Five Turkish Things +1


Symbol of the Turkish clan or "oghuz" that began the Ottoman Empire/Mevlüt Kılıç
In my "Five Turkish Things?" post I shared five examples of how contrasts could work together to create beauty. This is an addendum (a wedding guest if you will), as I have recently discovered a New York Times article that felt fitting to add to the list. It includes some more of my favourites - the Sufi mystic Rumi (alive during the Seljuk Dynastic period), Zülfü Livaneli and jazz.

6. Istanbul & Music: Remembering Rumi

Livaneli holds a special place for me. He was one of my father's favourite artists (he had a passion for the eclectic in music ranging from Livaneli to Frank Sinatra), and I especially appreciated Livaneli's attempts to put one of my favourite Turkish poet's works to music - Nazım Hikmet. I have made mention of them on my blog throughout the years, but they are worthy of mention countless times over.

What Rumi, Hikmet and Livaneli all have in common is their humanism in less humane times, and how they have in their own ways aspired to inspire the soul to rise to its potential. Now Livaneli has joined with Rumi in what has been described by the NYT correspondent as an "engaging contemporary fusion of jazz, traditional Turkish tunes and other genres" for the Istanbul Jazz Festival. Again, it's the type of music that plays perfectly as a celebration to marriages of all sorts.

Livaneli was also recently honoured with France's highest distinction, the Legion d'Honneur recognising his struggles for peace, freedom and human rights.

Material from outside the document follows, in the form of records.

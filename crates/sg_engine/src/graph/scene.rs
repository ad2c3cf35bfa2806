//! The scene store
//!
//! [`Scene`] owns every node in a slotmap keyed by [`NodeId`]. Parent-to-child
//! edges own: a node stays alive while any parent references it, and removing
//! the last parent edge releases the whole unreachable subtree. The graph is a
//! DAG; `add_child` rejects edges that would close a cycle, which is the only
//! mutation that could introduce one. Traversals rely on that precondition and
//! perform no cycle detection of their own.

use std::sync::{Arc, Mutex};

use slotmap::SlotMap;
use thiserror::Error;

use crate::foundation::math::Vec3;
use crate::state::StateSet;
use crate::technique::Technique;

use super::bounds::{Aabb, BoundingSphere};
use super::drawable::Drawable;
use super::node::{
    CullCallback, DataVariance, EventCallback, LodRange, Node, NodeId, NodeKind, NodeMask,
    ReferenceFrame, TransformSpec, UpdateCallback,
};

/// Errors from graph mutation
#[derive(Debug, Error)]
pub enum SceneError {
    /// The node id does not refer to a live node
    #[error("node {0:?} not found")]
    NodeNotFound(NodeId),

    /// The operation requires a child-holding node
    #[error("node {0:?} cannot hold children")]
    NotAComposite(NodeId),

    /// The operation requires a geometry node
    #[error("node {0:?} is not a geode")]
    NotAGeode(NodeId),

    /// The edge is not present
    #[error("node {child:?} is not a child of {parent:?}")]
    ChildNotFound {
        /// The parent of the missing edge
        parent: NodeId,
        /// The child of the missing edge
        child: NodeId,
    },

    /// Adding the edge would close a cycle
    #[error("adding {child:?} under {parent:?} would create a cycle")]
    WouldCycle {
        /// The intended parent
        parent: NodeId,
        /// The intended child
        child: NodeId,
    },

    /// The node still has owning parent edges
    #[error("node {0:?} still has parents; remove those edges first")]
    StillParented(NodeId),

    /// A per-child index was out of range
    #[error("child index {index} out of range for node {node:?}")]
    IndexOutOfRange {
        /// The indexed node
        node: NodeId,
        /// The offending index
        index: usize,
    },
}

/// Owner of all scene graph nodes
#[derive(Debug, Default)]
pub struct Scene {
    nodes: SlotMap<NodeId, Node>,
}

The Turkish artist has used his own unique creative strokes while turning his hand to music, politics and writing. Livaneli's book Mutluluk (Bliss), about the plight of women and honour killings in southern Turkey was shortlisted as a finalist for the 2006 Discover Great New Writers Award in Fiction.

The NYT is a fantastic read. So is Livaneli. I can't recommend them both highly enough." (The NYT article is dated 2014 so if the above banner link expires over time you can use this screencap.)